● **ACTION ITEM**:
Find the line holding "assert_eq!(races.len(), RaceKind::DEFAULTS.len());" in the entries below. Give it again exactly, along with every line after it up to and including the line holding "let dwarves = races.iter().find(|r|".

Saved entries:
·····

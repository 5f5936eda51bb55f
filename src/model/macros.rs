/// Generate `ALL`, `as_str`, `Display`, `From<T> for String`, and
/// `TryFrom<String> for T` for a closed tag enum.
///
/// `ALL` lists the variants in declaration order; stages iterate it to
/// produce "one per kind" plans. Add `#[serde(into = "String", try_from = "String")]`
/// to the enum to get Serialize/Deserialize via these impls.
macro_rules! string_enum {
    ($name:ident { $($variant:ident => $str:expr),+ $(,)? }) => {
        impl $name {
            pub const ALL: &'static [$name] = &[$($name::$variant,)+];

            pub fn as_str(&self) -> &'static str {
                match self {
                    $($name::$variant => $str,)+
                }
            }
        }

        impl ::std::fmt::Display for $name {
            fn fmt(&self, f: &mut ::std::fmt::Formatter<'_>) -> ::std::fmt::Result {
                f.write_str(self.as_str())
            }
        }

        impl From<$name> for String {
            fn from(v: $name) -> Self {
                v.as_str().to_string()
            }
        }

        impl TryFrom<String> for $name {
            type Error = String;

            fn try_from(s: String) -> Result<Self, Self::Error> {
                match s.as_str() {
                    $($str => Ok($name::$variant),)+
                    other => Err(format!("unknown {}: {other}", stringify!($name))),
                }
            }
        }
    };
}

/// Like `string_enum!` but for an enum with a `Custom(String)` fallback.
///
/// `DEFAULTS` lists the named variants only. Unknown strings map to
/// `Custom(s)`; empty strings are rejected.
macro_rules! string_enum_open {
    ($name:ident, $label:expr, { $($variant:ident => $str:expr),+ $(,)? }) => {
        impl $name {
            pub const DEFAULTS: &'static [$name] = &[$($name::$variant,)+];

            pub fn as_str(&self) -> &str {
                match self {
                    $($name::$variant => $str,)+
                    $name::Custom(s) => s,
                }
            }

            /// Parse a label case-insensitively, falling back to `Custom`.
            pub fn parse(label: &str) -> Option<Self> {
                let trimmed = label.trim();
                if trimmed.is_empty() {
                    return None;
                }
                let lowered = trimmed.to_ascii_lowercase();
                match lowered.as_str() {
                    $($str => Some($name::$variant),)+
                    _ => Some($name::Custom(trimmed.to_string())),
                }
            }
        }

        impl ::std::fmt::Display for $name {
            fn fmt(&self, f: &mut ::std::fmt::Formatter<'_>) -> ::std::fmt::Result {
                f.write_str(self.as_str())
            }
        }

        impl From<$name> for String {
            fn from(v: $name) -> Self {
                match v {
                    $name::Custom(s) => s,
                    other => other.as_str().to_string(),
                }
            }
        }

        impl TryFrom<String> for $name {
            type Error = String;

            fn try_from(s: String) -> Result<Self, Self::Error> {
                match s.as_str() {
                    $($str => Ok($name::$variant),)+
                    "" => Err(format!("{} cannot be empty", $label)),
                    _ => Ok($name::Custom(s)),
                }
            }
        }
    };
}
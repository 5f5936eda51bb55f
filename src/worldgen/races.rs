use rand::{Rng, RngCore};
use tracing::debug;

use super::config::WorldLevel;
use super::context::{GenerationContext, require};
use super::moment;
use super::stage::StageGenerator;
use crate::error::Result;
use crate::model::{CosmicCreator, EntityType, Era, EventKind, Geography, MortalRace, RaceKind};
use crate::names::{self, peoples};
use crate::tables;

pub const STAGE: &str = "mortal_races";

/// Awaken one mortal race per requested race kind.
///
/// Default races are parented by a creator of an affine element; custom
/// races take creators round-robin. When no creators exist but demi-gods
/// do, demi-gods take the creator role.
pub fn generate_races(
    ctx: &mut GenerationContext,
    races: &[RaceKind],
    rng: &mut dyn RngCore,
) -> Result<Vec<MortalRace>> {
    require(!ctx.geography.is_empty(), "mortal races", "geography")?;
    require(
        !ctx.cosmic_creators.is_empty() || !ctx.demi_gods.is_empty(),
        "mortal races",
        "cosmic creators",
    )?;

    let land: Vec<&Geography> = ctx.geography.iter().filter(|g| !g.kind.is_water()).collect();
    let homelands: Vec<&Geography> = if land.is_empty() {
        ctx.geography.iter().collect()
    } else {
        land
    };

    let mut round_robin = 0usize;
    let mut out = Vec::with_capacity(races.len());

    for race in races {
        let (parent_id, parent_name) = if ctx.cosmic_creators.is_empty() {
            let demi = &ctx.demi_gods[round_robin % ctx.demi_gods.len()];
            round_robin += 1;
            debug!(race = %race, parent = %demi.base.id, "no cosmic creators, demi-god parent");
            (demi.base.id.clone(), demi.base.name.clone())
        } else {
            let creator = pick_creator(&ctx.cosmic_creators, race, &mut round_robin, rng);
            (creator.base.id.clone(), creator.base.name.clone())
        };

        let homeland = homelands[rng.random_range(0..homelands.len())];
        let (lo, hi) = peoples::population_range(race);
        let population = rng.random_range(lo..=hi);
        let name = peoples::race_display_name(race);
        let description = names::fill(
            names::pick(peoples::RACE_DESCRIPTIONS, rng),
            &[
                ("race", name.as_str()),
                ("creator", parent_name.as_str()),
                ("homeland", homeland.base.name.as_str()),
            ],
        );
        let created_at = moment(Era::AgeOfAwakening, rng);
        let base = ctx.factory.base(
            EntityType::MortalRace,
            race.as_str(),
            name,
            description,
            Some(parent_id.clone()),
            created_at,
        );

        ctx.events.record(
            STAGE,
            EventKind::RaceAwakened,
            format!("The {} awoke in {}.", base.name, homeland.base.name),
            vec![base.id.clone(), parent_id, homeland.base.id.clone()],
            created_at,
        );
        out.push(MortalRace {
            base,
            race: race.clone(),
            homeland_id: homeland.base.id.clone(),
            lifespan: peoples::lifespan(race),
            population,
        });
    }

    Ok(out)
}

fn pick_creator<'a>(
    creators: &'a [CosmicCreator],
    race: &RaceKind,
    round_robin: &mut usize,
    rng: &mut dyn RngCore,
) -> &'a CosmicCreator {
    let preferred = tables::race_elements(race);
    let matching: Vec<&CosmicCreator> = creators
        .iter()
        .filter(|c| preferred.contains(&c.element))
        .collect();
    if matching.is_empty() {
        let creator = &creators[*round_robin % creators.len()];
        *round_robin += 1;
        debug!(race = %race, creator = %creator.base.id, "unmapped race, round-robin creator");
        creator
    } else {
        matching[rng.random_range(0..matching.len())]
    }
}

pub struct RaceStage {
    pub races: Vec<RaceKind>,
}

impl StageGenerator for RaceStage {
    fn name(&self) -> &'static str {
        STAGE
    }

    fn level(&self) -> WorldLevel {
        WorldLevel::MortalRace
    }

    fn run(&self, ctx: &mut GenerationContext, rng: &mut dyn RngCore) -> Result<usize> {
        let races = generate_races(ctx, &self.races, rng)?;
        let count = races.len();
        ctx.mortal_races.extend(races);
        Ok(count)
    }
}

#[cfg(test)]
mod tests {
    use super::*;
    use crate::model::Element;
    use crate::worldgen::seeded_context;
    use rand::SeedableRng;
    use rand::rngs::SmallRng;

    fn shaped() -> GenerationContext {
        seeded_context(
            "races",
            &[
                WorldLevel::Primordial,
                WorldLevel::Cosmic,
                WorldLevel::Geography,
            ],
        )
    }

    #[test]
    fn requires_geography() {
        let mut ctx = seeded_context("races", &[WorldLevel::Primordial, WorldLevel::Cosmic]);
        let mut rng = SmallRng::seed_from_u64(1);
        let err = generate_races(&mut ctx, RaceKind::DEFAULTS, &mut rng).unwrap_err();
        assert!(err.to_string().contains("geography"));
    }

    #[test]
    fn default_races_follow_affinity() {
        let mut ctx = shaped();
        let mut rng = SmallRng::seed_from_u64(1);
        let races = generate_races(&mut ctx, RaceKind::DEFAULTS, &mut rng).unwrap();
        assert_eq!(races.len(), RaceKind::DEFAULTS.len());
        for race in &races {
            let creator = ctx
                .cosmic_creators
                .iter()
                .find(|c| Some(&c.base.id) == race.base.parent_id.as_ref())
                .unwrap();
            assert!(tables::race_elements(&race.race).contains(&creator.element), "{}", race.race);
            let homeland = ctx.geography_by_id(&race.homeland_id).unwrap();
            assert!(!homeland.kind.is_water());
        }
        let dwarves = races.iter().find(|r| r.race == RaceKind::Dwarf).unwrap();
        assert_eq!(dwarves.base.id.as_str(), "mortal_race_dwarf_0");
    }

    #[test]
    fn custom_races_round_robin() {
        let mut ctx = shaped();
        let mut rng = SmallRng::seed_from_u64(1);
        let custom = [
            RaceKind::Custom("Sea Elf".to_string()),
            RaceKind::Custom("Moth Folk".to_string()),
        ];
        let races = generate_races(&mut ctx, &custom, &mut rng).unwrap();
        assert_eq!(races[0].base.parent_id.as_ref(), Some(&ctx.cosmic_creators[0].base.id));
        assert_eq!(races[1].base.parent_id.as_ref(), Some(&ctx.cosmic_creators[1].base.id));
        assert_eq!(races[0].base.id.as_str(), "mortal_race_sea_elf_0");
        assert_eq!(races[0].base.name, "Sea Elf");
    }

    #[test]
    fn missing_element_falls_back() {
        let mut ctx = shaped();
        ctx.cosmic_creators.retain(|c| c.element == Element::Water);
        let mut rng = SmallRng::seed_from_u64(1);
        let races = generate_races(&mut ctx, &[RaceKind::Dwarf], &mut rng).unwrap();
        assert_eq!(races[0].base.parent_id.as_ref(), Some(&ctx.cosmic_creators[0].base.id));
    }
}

·····

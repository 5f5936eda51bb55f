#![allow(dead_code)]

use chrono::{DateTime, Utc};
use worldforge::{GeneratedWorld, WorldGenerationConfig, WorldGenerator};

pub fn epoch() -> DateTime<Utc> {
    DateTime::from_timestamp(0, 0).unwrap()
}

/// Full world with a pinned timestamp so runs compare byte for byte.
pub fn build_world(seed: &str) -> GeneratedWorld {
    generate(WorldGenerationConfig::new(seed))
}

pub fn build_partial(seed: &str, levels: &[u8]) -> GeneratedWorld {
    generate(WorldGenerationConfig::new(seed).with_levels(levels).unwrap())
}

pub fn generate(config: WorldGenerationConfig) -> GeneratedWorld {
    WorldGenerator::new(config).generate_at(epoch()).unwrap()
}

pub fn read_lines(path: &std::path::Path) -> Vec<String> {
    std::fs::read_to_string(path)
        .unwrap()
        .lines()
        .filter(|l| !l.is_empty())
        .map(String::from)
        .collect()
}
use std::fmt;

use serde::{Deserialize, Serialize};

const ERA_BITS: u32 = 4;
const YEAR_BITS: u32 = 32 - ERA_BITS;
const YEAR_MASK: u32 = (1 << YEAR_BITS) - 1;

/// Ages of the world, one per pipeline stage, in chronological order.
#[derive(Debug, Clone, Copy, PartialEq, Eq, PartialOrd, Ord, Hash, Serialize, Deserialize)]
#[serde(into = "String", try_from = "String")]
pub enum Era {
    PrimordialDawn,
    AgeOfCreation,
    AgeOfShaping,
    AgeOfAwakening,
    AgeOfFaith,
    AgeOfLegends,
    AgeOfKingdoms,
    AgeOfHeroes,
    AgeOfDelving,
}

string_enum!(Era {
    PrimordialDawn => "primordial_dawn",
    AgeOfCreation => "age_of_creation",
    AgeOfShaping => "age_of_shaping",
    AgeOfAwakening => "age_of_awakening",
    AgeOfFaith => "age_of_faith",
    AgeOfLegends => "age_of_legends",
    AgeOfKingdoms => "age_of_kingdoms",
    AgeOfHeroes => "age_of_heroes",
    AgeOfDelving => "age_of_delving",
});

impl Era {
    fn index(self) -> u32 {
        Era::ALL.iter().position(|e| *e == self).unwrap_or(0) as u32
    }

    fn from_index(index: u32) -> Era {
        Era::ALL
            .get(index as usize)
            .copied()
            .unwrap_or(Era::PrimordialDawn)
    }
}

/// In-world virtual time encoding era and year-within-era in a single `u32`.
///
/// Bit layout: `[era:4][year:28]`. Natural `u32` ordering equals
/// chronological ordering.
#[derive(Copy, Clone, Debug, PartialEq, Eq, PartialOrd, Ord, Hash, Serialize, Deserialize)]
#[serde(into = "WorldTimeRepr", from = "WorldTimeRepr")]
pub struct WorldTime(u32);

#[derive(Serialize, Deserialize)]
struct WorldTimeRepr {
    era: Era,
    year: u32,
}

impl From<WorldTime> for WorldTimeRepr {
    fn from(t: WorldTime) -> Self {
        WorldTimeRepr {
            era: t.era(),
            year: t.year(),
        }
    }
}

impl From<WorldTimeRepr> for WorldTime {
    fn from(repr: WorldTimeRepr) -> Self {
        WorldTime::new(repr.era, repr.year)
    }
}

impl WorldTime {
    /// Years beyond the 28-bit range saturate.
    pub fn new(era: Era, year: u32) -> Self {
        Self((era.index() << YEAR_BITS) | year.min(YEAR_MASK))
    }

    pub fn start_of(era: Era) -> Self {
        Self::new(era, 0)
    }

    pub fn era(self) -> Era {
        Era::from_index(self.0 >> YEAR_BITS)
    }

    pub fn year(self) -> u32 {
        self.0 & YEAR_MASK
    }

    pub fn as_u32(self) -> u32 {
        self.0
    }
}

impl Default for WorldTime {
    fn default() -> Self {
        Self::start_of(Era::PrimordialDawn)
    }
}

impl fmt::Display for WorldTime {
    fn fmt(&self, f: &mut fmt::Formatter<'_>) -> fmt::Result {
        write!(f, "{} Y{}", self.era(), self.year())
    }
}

·····

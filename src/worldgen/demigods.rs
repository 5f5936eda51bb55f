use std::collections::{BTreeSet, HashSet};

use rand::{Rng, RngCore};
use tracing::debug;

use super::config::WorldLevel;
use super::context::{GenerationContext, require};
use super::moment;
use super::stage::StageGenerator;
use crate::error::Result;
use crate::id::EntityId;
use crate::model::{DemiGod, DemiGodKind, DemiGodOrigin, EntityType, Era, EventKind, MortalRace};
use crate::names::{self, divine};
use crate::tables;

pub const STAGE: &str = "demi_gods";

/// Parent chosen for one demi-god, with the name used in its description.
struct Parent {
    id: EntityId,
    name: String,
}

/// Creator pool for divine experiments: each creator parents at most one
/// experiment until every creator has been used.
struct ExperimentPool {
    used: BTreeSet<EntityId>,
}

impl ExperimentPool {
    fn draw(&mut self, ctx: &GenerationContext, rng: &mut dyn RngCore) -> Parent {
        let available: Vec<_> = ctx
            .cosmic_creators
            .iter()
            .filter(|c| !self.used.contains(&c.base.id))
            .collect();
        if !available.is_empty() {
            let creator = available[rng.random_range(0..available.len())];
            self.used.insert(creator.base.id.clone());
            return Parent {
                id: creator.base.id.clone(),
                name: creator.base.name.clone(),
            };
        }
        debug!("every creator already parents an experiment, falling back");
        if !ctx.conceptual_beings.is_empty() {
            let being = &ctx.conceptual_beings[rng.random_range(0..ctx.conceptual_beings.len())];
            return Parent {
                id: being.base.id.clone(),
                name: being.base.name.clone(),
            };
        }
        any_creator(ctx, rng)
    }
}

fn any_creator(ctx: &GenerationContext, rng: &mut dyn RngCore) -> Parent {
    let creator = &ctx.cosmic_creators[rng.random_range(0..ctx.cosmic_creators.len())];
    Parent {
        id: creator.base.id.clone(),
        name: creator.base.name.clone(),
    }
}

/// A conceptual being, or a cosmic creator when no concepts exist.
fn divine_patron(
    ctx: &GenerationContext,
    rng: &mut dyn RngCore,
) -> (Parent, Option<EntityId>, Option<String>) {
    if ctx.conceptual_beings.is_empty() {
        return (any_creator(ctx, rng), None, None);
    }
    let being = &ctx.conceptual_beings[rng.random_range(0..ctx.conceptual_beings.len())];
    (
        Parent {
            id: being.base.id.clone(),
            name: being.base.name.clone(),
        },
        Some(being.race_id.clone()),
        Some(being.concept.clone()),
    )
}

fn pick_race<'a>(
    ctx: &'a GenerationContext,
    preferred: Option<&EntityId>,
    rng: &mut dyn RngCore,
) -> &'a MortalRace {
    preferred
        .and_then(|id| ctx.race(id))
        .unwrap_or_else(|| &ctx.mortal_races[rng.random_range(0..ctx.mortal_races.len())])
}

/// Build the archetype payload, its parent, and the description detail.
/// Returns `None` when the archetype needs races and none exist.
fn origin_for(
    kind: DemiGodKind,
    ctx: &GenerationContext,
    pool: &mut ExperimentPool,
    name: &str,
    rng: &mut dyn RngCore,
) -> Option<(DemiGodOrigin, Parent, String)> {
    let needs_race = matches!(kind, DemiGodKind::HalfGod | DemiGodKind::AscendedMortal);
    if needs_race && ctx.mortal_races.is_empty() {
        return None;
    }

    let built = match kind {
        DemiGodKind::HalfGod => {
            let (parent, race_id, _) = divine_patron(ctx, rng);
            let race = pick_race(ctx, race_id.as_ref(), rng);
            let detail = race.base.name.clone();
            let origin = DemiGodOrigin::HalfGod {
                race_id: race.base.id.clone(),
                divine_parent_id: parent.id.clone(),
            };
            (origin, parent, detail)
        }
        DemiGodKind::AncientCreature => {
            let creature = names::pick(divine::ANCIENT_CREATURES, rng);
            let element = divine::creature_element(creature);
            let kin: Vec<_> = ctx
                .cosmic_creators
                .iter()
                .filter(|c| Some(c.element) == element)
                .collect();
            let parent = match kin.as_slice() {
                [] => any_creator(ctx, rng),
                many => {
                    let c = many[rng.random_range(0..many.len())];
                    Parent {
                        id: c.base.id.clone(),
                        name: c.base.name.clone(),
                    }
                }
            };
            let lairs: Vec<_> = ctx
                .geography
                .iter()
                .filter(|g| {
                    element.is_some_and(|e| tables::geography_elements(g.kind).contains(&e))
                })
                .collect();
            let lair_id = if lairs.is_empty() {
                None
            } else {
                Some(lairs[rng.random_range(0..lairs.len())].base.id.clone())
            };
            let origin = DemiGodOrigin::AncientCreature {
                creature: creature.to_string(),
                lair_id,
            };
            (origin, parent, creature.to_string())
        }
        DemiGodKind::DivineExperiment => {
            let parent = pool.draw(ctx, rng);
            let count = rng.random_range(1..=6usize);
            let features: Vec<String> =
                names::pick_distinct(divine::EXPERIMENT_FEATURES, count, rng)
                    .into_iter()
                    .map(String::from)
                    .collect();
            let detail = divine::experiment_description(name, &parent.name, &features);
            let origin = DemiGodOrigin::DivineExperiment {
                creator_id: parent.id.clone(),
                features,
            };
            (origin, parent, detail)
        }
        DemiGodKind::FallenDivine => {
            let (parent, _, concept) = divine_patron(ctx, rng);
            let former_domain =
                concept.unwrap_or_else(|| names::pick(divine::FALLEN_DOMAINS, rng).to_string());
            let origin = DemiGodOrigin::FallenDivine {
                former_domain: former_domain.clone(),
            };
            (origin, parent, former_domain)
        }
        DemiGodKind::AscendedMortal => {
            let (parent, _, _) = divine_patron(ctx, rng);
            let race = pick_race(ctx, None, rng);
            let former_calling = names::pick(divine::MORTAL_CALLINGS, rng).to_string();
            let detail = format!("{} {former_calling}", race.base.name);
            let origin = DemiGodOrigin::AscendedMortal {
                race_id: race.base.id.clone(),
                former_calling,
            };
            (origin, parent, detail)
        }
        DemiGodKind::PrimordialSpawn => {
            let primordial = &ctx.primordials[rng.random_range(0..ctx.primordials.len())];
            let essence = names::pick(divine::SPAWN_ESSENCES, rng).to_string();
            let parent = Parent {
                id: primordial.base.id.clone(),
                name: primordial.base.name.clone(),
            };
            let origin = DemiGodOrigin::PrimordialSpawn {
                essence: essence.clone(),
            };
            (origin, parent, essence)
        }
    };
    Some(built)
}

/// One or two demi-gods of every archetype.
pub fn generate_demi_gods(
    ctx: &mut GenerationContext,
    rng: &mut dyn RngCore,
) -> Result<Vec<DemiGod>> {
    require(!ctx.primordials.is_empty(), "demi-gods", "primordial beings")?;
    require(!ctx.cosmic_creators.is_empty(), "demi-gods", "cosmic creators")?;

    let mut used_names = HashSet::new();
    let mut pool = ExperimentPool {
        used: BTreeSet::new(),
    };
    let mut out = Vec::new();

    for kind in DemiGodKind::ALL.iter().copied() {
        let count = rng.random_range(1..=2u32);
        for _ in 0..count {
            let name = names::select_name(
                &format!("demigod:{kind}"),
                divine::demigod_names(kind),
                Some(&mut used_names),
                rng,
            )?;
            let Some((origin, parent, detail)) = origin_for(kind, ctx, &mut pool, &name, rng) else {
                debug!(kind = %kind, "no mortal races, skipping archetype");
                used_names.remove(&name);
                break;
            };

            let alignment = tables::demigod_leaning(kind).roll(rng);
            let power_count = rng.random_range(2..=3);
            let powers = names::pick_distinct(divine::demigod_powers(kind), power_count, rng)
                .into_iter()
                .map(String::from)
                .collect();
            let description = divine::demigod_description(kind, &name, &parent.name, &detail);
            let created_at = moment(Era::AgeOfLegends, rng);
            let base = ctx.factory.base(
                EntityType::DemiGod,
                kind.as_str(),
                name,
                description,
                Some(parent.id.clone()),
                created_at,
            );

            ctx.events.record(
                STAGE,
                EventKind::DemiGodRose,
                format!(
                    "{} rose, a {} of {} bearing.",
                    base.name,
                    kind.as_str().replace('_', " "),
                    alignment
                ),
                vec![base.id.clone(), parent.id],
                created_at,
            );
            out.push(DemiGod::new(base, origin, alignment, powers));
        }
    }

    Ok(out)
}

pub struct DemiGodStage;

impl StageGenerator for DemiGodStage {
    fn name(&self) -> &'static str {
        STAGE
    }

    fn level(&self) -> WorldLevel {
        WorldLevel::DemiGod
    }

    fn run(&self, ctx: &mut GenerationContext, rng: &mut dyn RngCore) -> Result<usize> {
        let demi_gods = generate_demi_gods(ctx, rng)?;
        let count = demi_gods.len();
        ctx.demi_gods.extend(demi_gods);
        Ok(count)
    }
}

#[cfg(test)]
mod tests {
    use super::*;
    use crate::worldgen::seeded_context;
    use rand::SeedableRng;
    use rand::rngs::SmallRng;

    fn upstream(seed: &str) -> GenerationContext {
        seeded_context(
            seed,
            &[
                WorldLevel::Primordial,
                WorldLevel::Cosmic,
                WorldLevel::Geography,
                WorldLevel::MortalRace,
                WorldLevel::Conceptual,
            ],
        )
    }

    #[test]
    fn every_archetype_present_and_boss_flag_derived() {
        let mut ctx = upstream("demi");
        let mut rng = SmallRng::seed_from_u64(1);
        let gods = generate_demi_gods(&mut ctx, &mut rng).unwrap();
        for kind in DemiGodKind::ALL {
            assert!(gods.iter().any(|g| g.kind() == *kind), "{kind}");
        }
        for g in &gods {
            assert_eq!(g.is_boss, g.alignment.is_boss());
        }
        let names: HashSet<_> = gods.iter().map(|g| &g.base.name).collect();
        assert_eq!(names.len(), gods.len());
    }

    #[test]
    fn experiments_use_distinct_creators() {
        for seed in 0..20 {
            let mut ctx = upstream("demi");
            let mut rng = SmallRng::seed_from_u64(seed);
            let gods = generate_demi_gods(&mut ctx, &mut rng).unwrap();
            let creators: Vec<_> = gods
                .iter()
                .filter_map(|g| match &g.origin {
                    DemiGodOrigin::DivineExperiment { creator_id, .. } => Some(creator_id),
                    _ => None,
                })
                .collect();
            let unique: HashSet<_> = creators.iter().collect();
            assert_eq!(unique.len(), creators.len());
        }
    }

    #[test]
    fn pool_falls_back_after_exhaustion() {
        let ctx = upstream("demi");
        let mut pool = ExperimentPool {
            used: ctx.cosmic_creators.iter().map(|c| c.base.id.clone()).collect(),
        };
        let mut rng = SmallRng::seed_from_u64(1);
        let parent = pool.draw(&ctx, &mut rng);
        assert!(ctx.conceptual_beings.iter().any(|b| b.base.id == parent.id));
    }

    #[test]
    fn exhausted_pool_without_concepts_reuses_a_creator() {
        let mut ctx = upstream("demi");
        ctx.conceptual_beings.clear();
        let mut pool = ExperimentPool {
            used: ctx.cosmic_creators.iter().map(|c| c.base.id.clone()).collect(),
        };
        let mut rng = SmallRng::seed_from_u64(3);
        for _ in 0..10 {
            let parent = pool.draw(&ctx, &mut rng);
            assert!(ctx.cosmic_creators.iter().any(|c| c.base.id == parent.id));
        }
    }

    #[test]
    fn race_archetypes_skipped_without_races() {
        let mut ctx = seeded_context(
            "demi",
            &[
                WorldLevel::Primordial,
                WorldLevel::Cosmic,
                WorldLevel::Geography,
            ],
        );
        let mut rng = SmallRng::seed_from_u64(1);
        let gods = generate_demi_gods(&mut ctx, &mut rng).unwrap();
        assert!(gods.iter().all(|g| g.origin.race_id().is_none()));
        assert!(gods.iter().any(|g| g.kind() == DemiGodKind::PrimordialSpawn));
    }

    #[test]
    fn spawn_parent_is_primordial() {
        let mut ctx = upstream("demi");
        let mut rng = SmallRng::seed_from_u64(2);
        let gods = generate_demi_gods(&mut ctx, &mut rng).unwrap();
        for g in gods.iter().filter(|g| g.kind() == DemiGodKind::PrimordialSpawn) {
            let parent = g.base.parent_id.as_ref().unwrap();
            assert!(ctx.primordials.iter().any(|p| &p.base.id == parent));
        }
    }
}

·····

● **THE ANSWER**:
        assert_eq!(races.len(), RaceKind::DEFAULTS.len());
        for race in &races {
            let creator = ctx
                .cosmic_creators
                .iter()
                .find(|c| Some(&c.base.id) == race.base.parent_id.as_ref())
                .unwrap();
            assert!(tables::race_elements(&race.race).contains(&creator.element), "{}", race.race);
            let homeland = ctx.geography_by_id(&race.homeland_id).unwrap();
            assert!(!homeland.kind.is_water());
        }
        let dwarves = races.iter().find(|r| r.race == RaceKind::Dwarf).unwrap();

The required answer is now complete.